> _WHAT YOU ARE ASKED TO DO_:
Locate each line with the string "struct" in the listing below and copy it.

> _SUPPLIED MATERIAL_:

use std::net::{SocketAddr, UdpSocket};
use std::sync::Arc;
use std::sync::atomic::{AtomicBool, Ordering};
use std::thread;
use std::time::Duration;

use super::{EventSink, Message, Transport, TransportEvent};
use crate::error::Result;

/// How often blocked receive loops check their running flag.
pub(crate) const POLL_INTERVAL: Duration = Duration::from_millis(50);

/// Largest datagram a receive loop accepts.
pub(crate) const MAX_DATAGRAM_SIZE: usize = 65_535;

/// UDP transport for a sending session.
///
/// Binds a local socket and connects it to the peer, so the kernel filters
/// inbound datagrams to that peer and surfaces ICMP errors (e.g. port
/// unreachable) as receive failures. A reader thread forwards inbound
/// datagrams to the session and polls a running flag every 50ms so that
/// [`cancel`](Transport::cancel) takes effect promptly.
pub struct UdpTransport {
    socket: Arc<UdpSocket>,
    peer: SocketAddr,
    events: EventSink,
    running: Arc<AtomicBool>,
}

impl UdpTransport {
    /// Bind a socket on `bind_addr` for traffic with `peer`.
    pub fn bind(bind_addr: &str, peer: SocketAddr, events: EventSink) -> Result<Self> {
        let socket = UdpSocket::bind(bind_addr)?;
        socket.set_read_timeout(Some(POLL_INTERVAL))?;
        Ok(Self {
            socket: Arc::new(socket),
            peer,
            events,
            running: Arc::new(AtomicBool::new(false)),
        })
    }

    pub fn local_addr(&self) -> Result<SocketAddr> {
        Ok(self.socket.local_addr()?)
    }
}

impl Transport for UdpTransport {
    fn connect(&mut self) -> Result<()> {
        self.socket.connect(self.peer)?;
        self.running.store(true, Ordering::SeqCst);

        let socket = self.socket.clone();
        let events = self.events.clone();
        let running = self.running.clone();
        let peer = self.peer;
        thread::Builder::new()
            .name(format!("udp-recv-{peer}"))
            .spawn(move || receive_loop(socket, events, running, peer))?;

        tracing::info!(%peer, local = ?self.socket.local_addr().ok(), "UDP path connected");
        self.events.post(TransportEvent::Ready)
    }

    fn send(&mut self, payload: &[u8]) -> Result<()> {
        self.socket.send(payload)?;
        Ok(())
    }

    fn cancel(&mut self) {
        if self.running.swap(false, Ordering::SeqCst) {
            tracing::debug!(peer = %self.peer, "UDP transport cancelled");
        }
    }
}

impl Drop for UdpTransport {
    fn drop(&mut self) {
        self.running.store(false, Ordering::SeqCst);
    }
}

fn receive_loop(socket: Arc<UdpSocket>, events: EventSink, running: Arc<AtomicBool>, peer: SocketAddr) {
    let mut buf = vec![0u8; MAX_DATAGRAM_SIZE];
    while running.load(Ordering::SeqCst) {
        match socket.recv(&mut buf) {
            Ok(n) => {
                let message = Message::from_datagram(buf[..n].to_vec());
                if events.post(TransportEvent::Received(message)).is_err() {
                    return;
                }
            }
            Err(ref e)
                if matches!(
                    e.kind(),
                    std::io::ErrorKind::WouldBlock | std::io::ErrorKind::TimedOut
                ) => {}
            Err(e) => {
                if running.load(Ordering::SeqCst) {
                    tracing::warn!(%peer, error = %e, "UDP receive failed");
                    let _ = events.post(TransportEvent::Failed(e.to_string()));
                }
                return;
            }
        }
    }
    let _ = events.post(TransportEvent::Cancelled);
    tracing::debug!(%peer, "receive loop exited");
}

/// One remote peer of a [`Listener`](crate::Listener).
///
/// Outbound datagrams go through the listener's shared socket; inbound
/// ones are demultiplexed by the listener and delivered to the session
/// directly, so this side has no reader of its own.
pub struct PeerTransport {
    socket: Arc<UdpSocket>,
    peer: SocketAddr,
    events: EventSink,
}

impl PeerTransport {
    pub fn new(socket: Arc<UdpSocket>, peer: SocketAddr, events: EventSink) -> Self {
        Self {
            socket,
            peer,
            events,
        }
    }
}

impl Transport for PeerTransport {
    /// The listener socket is already bound, so the path is ready at once.
    fn connect(&mut self) -> Result<()> {
        self.events.post(TransportEvent::Ready)
    }

    fn send(&mut self, payload: &[u8]) -> Result<()> {
        self.socket.send_to(payload, self.peer)?;
        Ok(())
    }

    fn cancel(&mut self) {
        tracing::debug!(peer = %self.peer, "peer transport released");
    }
}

> _OUTPUT FOR THIS TASK_:
pub struct UdpTransport {
pub struct PeerTransport {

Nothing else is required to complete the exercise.